Task statement:
If a line below contains the string "bounds", copy it out.

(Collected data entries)
::::::
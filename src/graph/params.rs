//! Parameter schemas for node operations.
//!
//! Values are plain `serde_json::Value`s so that configuration documents and
//! context metadata can feed parameters without conversion.

use serde::{Deserialize, Serialize};
use serde_json::Value;
use std::collections::BTreeMap;
use thiserror::Error;

/// Parameter values keyed by parameter name.
pub type Parameters = BTreeMap<String, Value>;

/// The JSON shape a parameter value must have.
#[derive(Debug, Clone, Copy, PartialEq, Eq, Hash, Serialize, Deserialize)]
#[serde(rename_all = "snake_case")]
pub enum ParamKind {
    Any,
    Bool,
    Integer,
    /// Any JSON number, integral or not.
    Number,
    Text,
    Array,
    Object,
}

impl ParamKind {
    fn accepts(&self, value: &Value) -> bool {
        match self {
            ParamKind::Any => true,
            ParamKind::Bool => value.is_boolean(),
            ParamKind::Integer => value.is_i64() || value.is_u64(),
            ParamKind::Number => value.is_number(),
            ParamKind::Text => value.is_string(),
            ParamKind::Array => value.is_array(),
            ParamKind::Object => value.is_object(),
        }
    }

    fn describe(value: &Value) -> &'static str {
        match value {
            Value::Null => "null",
            Value::Bool(_) => "bool",
            Value::Number(n) if n.is_f64() => "number",
            Value::Number(_) => "integer",
            Value::String(_) => "text",
            Value::Array(_) => "array",
            Value::Object(_) => "object",
        }
    }
}

/// Declaration of a single parameter.
#[derive(Debug, Clone, PartialEq, Serialize, Deserialize)]
pub struct ParamSpec {
    pub kind: ParamKind,
    pub required: bool,
    pub default: Option<Value>,
    /// Inclusive numeric bounds, only checked for numeric values.
    pub min: Option<f64>,
    pub max: Option<f64>,
}

impl ParamSpec {
    /// A required parameter of the given kind.
    pub fn new(kind: ParamKind) -> Self {
        Self { kind, required: true, default: None, min: None, max: None }
    }

    pub fn optional(mut self) -> Self {
        self.required = false;
        self
    }

    /// Supplies a fallback value; a parameter with a default is never missing.
    pub fn with_default(mut self, value: impl Into<Value>) -> Self {
        self.default = Some(value.into());
        self.required = false;
        self
    }

    pub fn range(mut self, min: f64, max: f64) -> Self {
        self.min = Some(min);
        self.max = Some(max);
        self
    }

    fn check(&self, name: &str, value: &Value) -> Result<(), ParameterSchemaError> {
        if !self.kind.accepts(value) {
            return Err(ParameterSchemaError::Mistyped {
                name: name.to_string(),
                expected: self.kind,
                actual: ParamKind::describe(value).to_string(),
            });
        }
        if let Some(v) = value.as_f64() {
            let below = self.min.is_some_and(|min| v < min);
            let above = self.max.is_some_and(|max| v > max);
            if below || above {
                return Err(ParameterSchemaError::OutOfRange {
                    name: name.to_string(),
                    value: v,
                    min: self.min,
                    max: self.max,
                });
            }
        }
        Ok(())
    }
}

#[derive(Error, Debug, Clone, PartialEq)]
pub enum ParameterSchemaError {
    #[error("Missing required parameter '{name}'")]
    Missing { name: String },
    #[error("Parameter '{name}' expects {expected:?}, got {actual}")]
    Mistyped { name: String, expected: ParamKind, actual: String },
    #[error("Parameter '{name}' = {value} is outside [{}, {}]", fmt_bound(.min), fmt_bound(.max))]
    OutOfRange { name: String, value: f64, min: Option<f64>, max: Option<f64> },
    #[error("Unknown parameter '{name}'")]
    Unknown { name: String },
}

fn fmt_bound(bound: &Option<f64>) -> String {
    bound.map_or_else(|| "..".to_string(), |b| b.to_string())
}

/// Parameter name -> declaration.
#[derive(Debug, Clone, Default, PartialEq, Serialize, Deserialize)]
pub struct ParameterSchema {
    specs: BTreeMap<String, ParamSpec>,
}

impl ParameterSchema {
    pub fn new() -> Self { Self::default() }
    pub fn insert(&mut self, name: impl Into<String>, spec: ParamSpec) { self.specs.insert(name.into(), spec); }
    pub fn get(&self, name: &str) -> Option<&ParamSpec> { self.specs.get(name) }
    pub fn names(&self) -> impl Iterator<Item = &str> { self.specs.keys().map(String::as_str) }
    pub fn len(&self) -> usize { self.specs.len() }
    pub fn is_empty(&self) -> bool { self.specs.is_empty() }

    /// Strict check: every required parameter present, every value well-typed
    /// and within bounds, no undeclared names.
    pub fn validate(&self, values: &Parameters) -> Result<(), ParameterSchemaError> {
        self.validate_configured(values)?;
        for (name, spec) in &self.specs {
            if spec.required && !values.contains_key(name) {
                return Err(ParameterSchemaError::Missing { name: name.clone() });
            }
        }
        Ok(())
    }

    /// Assembly-time check of configured values only. Missing parameters are
    /// tolerated because they may still be resolved from the input context.
    pub fn validate_configured(&self, values: &Parameters) -> Result<(), ParameterSchemaError> {
        for (name, value) in values {
            match self.specs.get(name) {
                Some(spec) => spec.check(name, value)?,
                None => return Err(ParameterSchemaError::Unknown { name: name.clone() }),
            }
        }
        Ok(())
    }

    /// Resolves the effective parameter set for one invocation.
    ///
    /// Precedence: configured value, then the context metadata entry with the
    /// parameter's name, then the declared default. Configured names outside
    /// the schema are carried along so that `validate` reports them.
    pub fn resolve(&self, configured: &Parameters, context: Option<&BTreeMap<String, Value>>) -> Parameters {
        let mut resolved = configured.clone();
        for (name, spec) in &self.specs {
            if resolved.contains_key(name) {
                continue;
            }
            let from_context = context.and_then(|meta| meta.get(name));
            if let Some(value) = from_context.or(spec.default.as_ref()) {
                resolved.insert(name.clone(), value.clone());
            }
        }
        resolved
    }
}
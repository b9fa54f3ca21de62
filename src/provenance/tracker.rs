//! Append-only provenance recording, shared between workers of one run.
use super::entry::ProvenanceEntry;
use crate::graph::NodeId;
use serde::{Deserialize, Serialize};
use std::collections::{HashMap, HashSet, VecDeque};
use std::io::Write;
use std::sync::{Mutex, MutexGuard};
use tracing::trace;

/// Collects entries while a run is in flight.
///
/// The only shared mutable state of a run; appends are serialized by a mutex
/// and entries are never changed once recorded.
#[derive(Debug, Default)]
pub struct ProvenanceTracker {
    entries: Mutex<Vec<ProvenanceEntry>>,
}

impl ProvenanceTracker {
    pub fn new() -> Self { Self::default() }

    /// Appends `entry`, assigning its sequence number, which is returned.
    pub fn record(&self, mut entry: ProvenanceEntry) -> u64 {
        let mut entries = self.lock();
        let sequence = entries.len() as u64;
        entry.sequence = sequence;
        trace!(sequence, node = %entry.node_name, "provenance recorded");
        entries.push(entry);
        sequence
    }

    pub fn len(&self) -> usize { self.lock().len() }
    pub fn is_empty(&self) -> bool { self.lock().is_empty() }

    /// An immutable copy of everything recorded so far.
    pub fn snapshot(&self) -> ProvenanceLog { ProvenanceLog { entries: self.lock().clone() } }

    pub fn into_log(self) -> ProvenanceLog {
        let entries = self.entries.into_inner().unwrap_or_else(|poisoned| poisoned.into_inner());
        ProvenanceLog { entries }
    }

    // A panic while holding the lock cannot leave a half-written entry behind,
    // so a poisoned lock is still usable.
    fn lock(&self) -> MutexGuard<'_, Vec<ProvenanceEntry>> {
        self.entries.lock().unwrap_or_else(|poisoned| poisoned.into_inner())
    }
}

/// The finished, read-only log of one run.
#[derive(Debug, Clone, Default, PartialEq, Serialize, Deserialize)]
#[serde(transparent)]
pub struct ProvenanceLog {
    entries: Vec<ProvenanceEntry>,
}

impl ProvenanceLog {
    pub fn entries(&self) -> &[ProvenanceEntry] { &self.entries }
    pub fn len(&self) -> usize { self.entries.len() }
    pub fn is_empty(&self) -> bool { self.entries.is_empty() }
    pub fn iter(&self) -> impl Iterator<Item = &ProvenanceEntry> { self.entries.iter() }

    pub fn for_node(&self, id: NodeId) -> Option<&ProvenanceEntry> {
        self.entries.iter().find(|e| e.node_id == id)
    }

    /// Entries of `id` and of every node upstream of it, in log order.
    pub fn lineage_of(&self, id: NodeId) -> Vec<&ProvenanceEntry> {
        let by_node: HashMap<NodeId, &ProvenanceEntry> = self.entries.iter().map(|e| (e.node_id, e)).collect();
        let mut lineage = HashSet::new();
        let mut queue = VecDeque::from([id]);

        while let Some(node) = queue.pop_front() {
            if let Some(entry) = by_node.get(&node) {
                if lineage.insert(node) {
                    queue.extend(entry.producers.iter().copied());
                }
            }
        }
        self.entries.iter().filter(|e| lineage.contains(&e.node_id)).collect()
    }

    pub fn failures(&self) -> impl Iterator<Item = &ProvenanceEntry> {
        self.entries.iter().filter(|e| !e.succeeded())
    }

    pub fn to_json(&self) -> serde_json::Result<String> { serde_json::to_string_pretty(self) }

    pub fn write_json<W: Write>(&self, writer: W) -> serde_json::Result<()> {
        serde_json::to_writer_pretty(writer, self)
    }

    pub fn from_json(text: &str) -> serde_json::Result<Self> { serde_json::from_str(text) }
}

impl<'a> IntoIterator for &'a ProvenanceLog {
    type Item = &'a ProvenanceEntry;
    type IntoIter = std::slice::Iter<'a, ProvenanceEntry>;
    fn into_iter(self) -> Self::IntoIter { self.entries.iter() }
}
::::::
Exercise response:
    /// Inclusive numeric bounds, only checked for numeric values.
    /// and within bounds, no undeclared names.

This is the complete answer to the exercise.